Exercise description » Once the line containing "let gateway = session::authenticated(global)?;" is found in the entries below, reproduce it and every line after it, stopping at and including the line containing "let filters = LeaveFilters"; reproduce nothing else, and keep each line exact.

Stored items
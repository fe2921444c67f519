//! Leave command implementation.

use anyhow::{Context, Result};
use chrono::NaiveDate;
use clap::Args;

use webtrack_http::resources::LeaveFilters;

use super::StatusArg;
use crate::cli::GlobalArgs;
use crate::output;
use crate::session;

#[derive(Args, Debug)]
pub struct LeaveArgs {
    /// User ID
    #[arg(long)]
    pub user: Option<u64>,

    /// Approval status
    #[arg(long, value_enum)]
    pub status: Option<StatusArg>,

    /// Only requests starting on or after this date (YYYY-MM-DD)
    #[arg(long)]
    pub start_date: Option<NaiveDate>,

    /// Only requests ending on or before this date (YYYY-MM-DD)
    #[arg(long)]
    pub end_date: Option<NaiveDate>,

    /// Show leave balances instead of requests
    #[arg(long, conflicts_with_all = ["status", "start_date", "end_date"])]
    pub balances: bool,

    /// Pretty-print each item
    #[arg(long)]
    pub pretty: bool,
}

pub async fn run(global: &GlobalArgs, args: LeaveArgs) -> Result<()> {
    let gateway = session::authenticated(global)?;
    let leave = gateway.leave();

    let list = if args.balances {
        leave
            .balances(args.user)
            .await
            .context("Failed to fetch leave balances")?
    } else {
        let filters = LeaveFilters {
            user: args.user,
            status: args.status.map(Into::into),
            start_date: args.start_date,
            end_date: args.end_date,
        };
        leave
            .list(&filters)
            .await
            .context("Failed to list leave requests")?
    };

    output::items(&list, args.pretty)
}
//! webtrack-file - File-backed credential store.

mod store;

pub use store::FileStore;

Task solution »
    let gateway = session::authenticated(global)?;
    let leave = gateway.leave();

    let list = if args.balances {
        leave
            .balances(args.user)
            .await
            .context("Failed to fetch leave balances")?
    } else {
        let filters = LeaveFilters {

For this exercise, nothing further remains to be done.